Mothers exposed to household air pollution during pregnancy are more likely to give birth to infants with impaired lung function, which may subsequently increase the infant’s risk for pneumonia within the first year of life, according to a study published in the American Journal of Respiratory and Critical Care Medicine.

A total of 1414 nonsmoking pregnant women from the cluster-randomized Ghana Randomized Air Pollution and Health Study were included in this analysis. Participants were enrolled in the study prior to 24 weeks’ gestation and agreed to include their infant in a pulmonary function assessment (n=404). Investigators evaluated prenatal household air pollution exposure using serial maternal carbon monoxide personal exposure measurements.

Associations between average prenatal carbon monoxide level and infant lung function were assessed at age 30 days. In addition, the researchers assessed associations between prenatal pollution exposure and physician-assessed pneumonia (ie, cough or breathing difficulties) in infants at up to 12 months of age.

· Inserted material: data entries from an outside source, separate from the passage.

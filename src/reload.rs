//! Hot reload of the mapping set.
//!
//! One task owns the file watcher. When a contributing file changes it
//! stops watching, recompiles from the root file, publishes the result,
//! and watches the new file list. A failed compile is logged and the
//! previous set stays live.

use crate::mapping::{Loader, MappingSet};
use crate::matcher::RequestMatcher;
use crate::server::MockServer;
use globset::{Glob, GlobSet, GlobSetBuilder};
use notify::{Config, Event, EventKind, RecommendedWatcher, RecursiveMode, Watcher};
use std::collections::HashSet;
use std::path::{Path, PathBuf};
use std::sync::Arc;
use std::time::Duration;
use tokio::sync::{mpsc, oneshot};
use tokio::task::JoinHandle;
use tracing::{debug, error, info, warn};

/// Quiet period after a change before reloading.
pub const DEFAULT_DEBOUNCE: Duration = Duration::from_millis(50);

/// Called with every successfully published set.
pub type ChangeCallback = Box<dyn Fn(&MappingSet) + Send + Sync>;

/// How one reload ended.
#[derive(Debug, Clone, PartialEq, Eq)]
pub enum ReloadOutcome {
    Published { generation: u64 },
    /// Compile failed; the previous set is still live
    Failed(String),
}

enum Control {
    Subscribe(oneshot::Sender<ReloadOutcome>),
    Trigger,
    Stop,
}

/// Configures and starts the reload task.
pub struct Reloader {
    loader: Loader,
    server: MockServer,
    debounce: Duration,
    on_change: Option<ChangeCallback>,
}

impl Reloader {
    pub fn new(loader: Loader, server: MockServer) -> Self {
        Self {
            loader,
            server,
            debounce: DEFAULT_DEBOUNCE,
            on_change: None,
        }
    }

    pub fn debounce(mut self, debounce: Duration) -> Self {
        self.debounce = debounce;
        self
    }

    pub fn on_change(mut self, callback: impl Fn(&MappingSet) + Send + Sync + 'static) -> Self {
        self.on_change = Some(Box::new(callback));
        self
    }

    /// Start watching the files of the live set.
    pub fn spawn(self) -> ReloadHandle {
        let (control_tx, control_rx) = mpsc::unbounded_channel();
        let task = tokio::spawn(self.run(control_rx));
        ReloadHandle {
            control: control_tx,
            task,
        }
    }

    async fn run(self, mut control: mpsc::UnboundedReceiver<Control>) {
        let (event_tx, mut events) = mpsc::unbounded_channel::<()>();
        let mut filenames = self.server.current().mapping_set().filenames.clone();
        let mut watcher = self.arm(&filenames, &event_tx);
        let mut waiters: Vec<oneshot::Sender<ReloadOutcome>> = Vec::new();

        loop {
            tokio::select! {
                biased;

                message = control.recv() => match message {
                    Some(Control::Subscribe(waiter)) => waiters.push(waiter),
                    Some(Control::Trigger) => {
                        let _ = event_tx.send(());
                    }
                    Some(Control::Stop) | None => break,
                },
                Some(()) = events.recv() => {
                    tokio::time::sleep(self.debounce).await;
                    while events.try_recv().is_ok() {}

                    drop(watcher.take());
                    let outcome = self.reload(&mut filenames).await;
                    while events.try_recv().is_ok() {}
                    watcher = self.arm(&filenames, &event_tx);

                    let mut stop = false;
                    while let Ok(message) = control.try_recv() {
                        match message {
                            Control::Subscribe(waiter) => waiters.push(waiter),
                            Control::Trigger => {
                                let _ = event_tx.send(());
                            }
                            Control::Stop => stop = true,
                        }
                    }
                    for waiter in waiters.drain(..) {
                        let _ = waiter.send(outcome.clone());
                    }
                    if stop {
                        break;
                    }
                }
            }
        }

        debug!("Reloader stopped");
    }

    /// Compile and publish. On success `filenames` becomes the new file list.
    async fn reload(&self, filenames: &mut Vec<PathBuf>) -> ReloadOutcome {
        info!(root = %self.loader.root().display(), "Mapping files changed, reloading");

        let loader = self.loader.clone();
        let compiled = tokio::task::spawn_blocking(move || {
            let set = Arc::new(loader.load()?);
            RequestMatcher::new(set)
        })
        .await;

        match compiled {
            Ok(Ok(matcher)) => {
                let set = Arc::clone(matcher.mapping_set());
                let generation = self.server.publish(matcher);
                *filenames = set.filenames.clone();
                if let Some(callback) = &self.on_change {
                    callback(&set);
                }
                ReloadOutcome::Published { generation }
            }
            Ok(Err(e)) => {
                error!(error = %e, "Failed to reload mappings, keeping the current set");
                ReloadOutcome::Failed(e.to_string())
            }
            Err(e) => {
                error!(error = %e, "Reload task failed, keeping the current set");
                ReloadOutcome::Failed(e.to_string())
            }
        }
    }

    fn arm(
        &self,
        filenames: &[PathBuf],
        events: &mpsc::UnboundedSender<()>,
    ) -> Option<RecommendedWatcher> {
        let list = match WatchList::new(self.loader.base_dir(), filenames) {
            Ok(list) => Arc::new(list),
            Err(e) => {
                error!(error = %e, "Invalid watch pattern, hot reload disabled");
                return None;
            }
        };
        match watch(Arc::clone(&list), events.clone()) {
            Ok(watcher) => {
                debug!(files = filenames.len(), dirs = list.dirs.len(), "Watching mapping files");
                Some(watcher)
            }
            Err(e) => {
                error!(error = %e, "Failed to start file watcher, hot reload disabled");
                None
            }
        }
    }
}

/// Control over a running reload task.
pub struct ReloadHandle {
    control: mpsc::UnboundedSender<Control>,
    task: JoinHandle<()>,
}

impl ReloadHandle {
    /// Resolves with the outcome of the next completed reload.
    pub fn subscribe(&self) -> oneshot::Receiver<ReloadOutcome> {
        let (tx, rx) = oneshot::channel();
        let _ = self.control.send(Control::Subscribe(tx));
        rx
    }

    /// Reload now, as if a watched file had changed.
    pub fn trigger(&self) {
        let _ = self.control.send(Control::Trigger);
    }

    pub async fn stop(self) {
        let _ = self.control.send(Control::Stop);
        if let Err(e) = self.task.await {
            warn!(error = %e, "Reloader task ended abnormally");
        }
    }
}

/// Files and glob patterns whose changes trigger a reload.
#[derive(Debug)]
struct WatchList {
    files: HashSet<PathBuf>,
    globs: GlobSet,
    dirs: Vec<PathBuf>,
}

impl WatchList {
    fn new(base_dir: &Path, filenames: &[PathBuf]) -> Result<Self, globset::Error> {
        let mut files = HashSet::new();
        let mut globs = GlobSetBuilder::new();
        let mut dirs: Vec<PathBuf> = Vec::new();

        for name in filenames {
            let path = base_dir.join(name);
            if crate::source::is_glob(&path) {
                globs.add(Glob::new(&path.to_string_lossy())?);
            } else {
                files.insert(path.clone());
            }
            if let Some(dir) = path.parent() {
                if !dirs.iter().any(|d| d == dir) {
                    dirs.push(dir.to_path_buf());
                }
            }
        }

        Ok(Self {
            files,
            globs: globs.build()?,
            dirs,
        })
    }

    fn matches(&self, path: &Path) -> bool {
        self.files.contains(path) || self.globs.is_match(path)
    }
}

fn is_change(kind: &EventKind) -> bool {
    matches!(
        kind,
        EventKind::Create(_) | EventKind::Modify(_) | EventKind::Remove(_)
    )
}

/// Directories are watched rather than files so that editors replacing a
/// file by rename are still seen.
fn watch(list: Arc<WatchList>, events: mpsc::UnboundedSender<()>) -> notify::Result<RecommendedWatcher> {
    let filter = Arc::clone(&list);
    let mut watcher = RecommendedWatcher::new(
        move |res: notify::Result<Event>| match res {
            Ok(event) => {
                if is_change(&event.kind) && event.paths.iter().any(|p| filter.matches(p)) {
                    let _ = events.send(());
                }
            }
            Err(e) => warn!(error = %e, "Watch error"),
        },
        Config::default(),
    )?;

    for dir in &list.dirs {
        if let Err(e) = watcher.watch(dir, RecursiveMode::NonRecursive) {
            debug!(dir = %dir.display(), error = %e, "Cannot watch directory");
        }
    }
    Ok(watcher)
}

In the multivariable linear regression analysis adjusted for child length, sex of infant, weight, and age at lung function assessment, the investigators found significant associations between increased average prenatal carbon monoxide level (per 1 ppm increase in average prenatal carbon monoxide) and reduced time to peak tidal expiratory flow to expiratory time (P =.01), increased respiratory rate (P =.02), and increased minute ventilation (P =.05).

Female infants were more susceptible than male infants, particularly with regard to time to peak tidal expiratory flow to expiratory time (P =.05), respiratory rate (P =.01), minute ventilation (P =.01), and passive respiratory compliance normalized for body weight (P =.01). At 30 days of age, an increased respiratory rate was associated with a significantly greater chance of pneumonia (risk ratio, 1.02; 95% CI, 1.00-1.04; P =.03) as well as severe pneumonia (risk ratio, 1.04; 95% CI, 1.00-1.08; P =.04) within the first year of life.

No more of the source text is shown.